[Dataset entries]

########

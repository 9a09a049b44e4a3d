//! Chain-query capability.
//!
//! Status tracking never talks to a node directly; it walks the chain
//! through this trait. The Electrum backend lives in `tripwire-electrum`,
//! mocks live in tests. The core never retries a failed query; the caller
//! polls afresh.

use bitcoin::{BlockHash, Script, Transaction, Txid};
use thiserror::Error;

#[derive(Error, Debug)]
pub enum ChainError {
    #[error("chain backend error: {0}")]
    Backend(String),

    #[error("transaction not found: {0}")]
    TxNotFound(Txid),
}

/// One entry of a script's transaction history.
#[derive(Debug, Clone, Copy, PartialEq, Eq)]
pub struct TxSummary {
    pub txid: Txid,
    /// Confirmation height, 0 while the transaction sits in the mempool.
    pub height: u32,
}

pub trait ChainQuery {
    /// Fetch a full transaction by id.
    fn transaction(&self, txid: &Txid) -> Result<Transaction, ChainError>;

    /// Every transaction funding or spending `script`, mempool included.
    fn script_history(&self, script: &Script) -> Result<Vec<TxSummary>, ChainError>;

    /// Current chain tip height.
    fn tip_height(&self) -> Result<u32, ChainError>;

    /// Hash of the block at `height`, or `None` past the tip.
    fn block_hash(&self, height: u32) -> Result<Option<BlockHash>, ChainError>;
}
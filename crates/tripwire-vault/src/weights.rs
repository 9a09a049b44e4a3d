//! Trigger and panic transaction sizes.
//!
//! Both the builder (with the real compiled script) and the estimator (with
//! the predicted script length, before any key exists) price trigger and
//! panic transactions through the same formulas, so their fee math cannot
//! drift apart.

use bitcoin::Amount;
use tripwire_core::fee::fee_for_vsize;
use tripwire_core::weights::{estimate_vsize, P2WPKH_WITNESS_SIZE};

use crate::policy::{estimated_witness_script_len, LockBlocks};

/// Length of a v0 P2WSH output script (the trigger output).
pub const P2WSH_SCRIPT_LEN: usize = 34;

/// Serialized witness bytes of the panic path: item count, a 73-byte DER
/// signature (incl. sighash flag) with its push prefix, and the witness
/// script with its prefix.
pub fn panic_witness_size(witness_script_len: usize) -> usize {
    1 + 74 + 1 + witness_script_len
}

/// Virtual size of a trigger transaction: one P2WPKH input (the vault
/// output) paying one P2WSH output.
pub fn trigger_vsize() -> usize {
    estimate_vsize(&[P2WPKH_WITNESS_SIZE], &[P2WSH_SCRIPT_LEN])
}

/// Virtual size of a panic transaction: one P2WSH input (the trigger
/// output) paying the cold script.
pub fn panic_vsize(witness_script_len: usize, cold_script_len: usize) -> usize {
    estimate_vsize(&[panic_witness_size(witness_script_len)], &[cold_script_len])
}

/// Combined trigger + panic fee if both have to be broadcast at the ceiling
/// rate: the worst the recovery chain can cost the owner.
pub fn worst_case_recovery_fees(
    fee_rate_ceiling: f64,
    lock: LockBlocks,
    cold_script_len: usize,
) -> Amount {
    let trigger_fee = fee_for_vsize(fee_rate_ceiling, trigger_vsize());
    let panic_fee = fee_for_vsize(
        fee_rate_ceiling,
        panic_vsize(estimated_witness_script_len(lock), cold_script_len),
    );
    trigger_fee + panic_fee
}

########

Your answer should repeat every entry exactly.

= Task answer =
repository 9a09a049b44e4a3d
//! Chain-query capability.
//!
//! Status tracking never talks to a node directly; it walks the chain
//! through this trait. The Electrum backend lives in `tripwire-electrum`,
//! mocks live in tests. The core never retries a failed query; the caller
//! polls afresh.

use bitcoin::{BlockHash, Script, Transaction, Txid};
use thiserror::Error;

#[derive(Error, Debug)]
pub enum ChainError {
    #[error("chain backend error: {0}")]
    Backend(String),

    #[error("transaction not found: {0}")]
    TxNotFound(Txid),
}

/// One entry of a script's transaction history.
#[derive(Debug, Clone, Copy, PartialEq, Eq)]
pub struct TxSummary {
    pub txid: Txid,
    /// Confirmation height, 0 while the transaction sits in the mempool.
    pub height: u32,
}

pub trait ChainQuery {
    /// Fetch a full transaction by id.
    fn transaction(&self, txid: &Txid) -> Result<Transaction, ChainError>;

    /// Every transaction funding or spending `script`, mempool included.
    fn script_history(&self, script: &Script) -> Result<Vec<TxSummary>, ChainError>;

    /// Current chain tip height.
    fn tip_height(&self) -> Result<u32, ChainError>;

    /// Hash of the block at `height`, or `None` past the tip.
    fn block_hash(&self, height: u32) -> Result<Option<BlockHash>, ChainError>;
}
filename crates/tripwire-vault/src/weights.rs
repository 9a09a049b44e4a3d
//! Trigger and panic transaction sizes.
//!
//! Both the builder (with the real compiled script) and the estimator (with
//! the predicted script length, before any key exists) price trigger and
//! panic transactions through the same formulas, so their fee math cannot
//! drift apart.

use bitcoin::Amount;
use tripwire_core::fee::fee_for_vsize;
use tripwire_core::weights::{estimate_vsize, P2WPKH_WITNESS_SIZE};

use crate::policy::{estimated_witness_script_len, LockBlocks};

/// Length of a v0 P2WSH output script (the trigger output).
pub const P2WSH_SCRIPT_LEN: usize = 34;

/// Serialized witness bytes of the panic path: item count, a 73-byte DER
/// signature (incl. sighash flag) with its push prefix, and the witness
/// script with its prefix.
pub fn panic_witness_size(witness_script_len: usize) -> usize {
    1 + 74 + 1 + witness_script_len
}

/// Virtual size of a trigger transaction: one P2WPKH input (the vault
/// output) paying one P2WSH output.
pub fn trigger_vsize() -> usize {
    estimate_vsize(&[P2WPKH_WITNESS_SIZE], &[P2WSH_SCRIPT_LEN])
}

/// Virtual size of a panic transaction: one P2WSH input (the trigger
/// output) paying the cold script.
pub fn panic_vsize(witness_script_len: usize, cold_script_len: usize) -> usize {
    estimate_vsize(&[panic_witness_size(witness_script_len)], &[cold_script_len])
}

/// Combined trigger + panic fee if both have to be broadcast at the ceiling
/// rate: the worst the recovery chain can cost the owner.
pub fn worst_case_recovery_fees(
    fee_rate_ceiling: f64,
    lock: LockBlocks,
    cold_script_len: usize,
) -> Amount {
    let trigger_fee = fee_for_vsize(fee_rate_ceiling, trigger_vsize());
    let panic_fee = fee_for_vsize(
        fee_rate_ceiling,
        panic_vsize(estimated_witness_script_len(lock), cold_script_len),
    );
    trigger_fee + panic_fee
}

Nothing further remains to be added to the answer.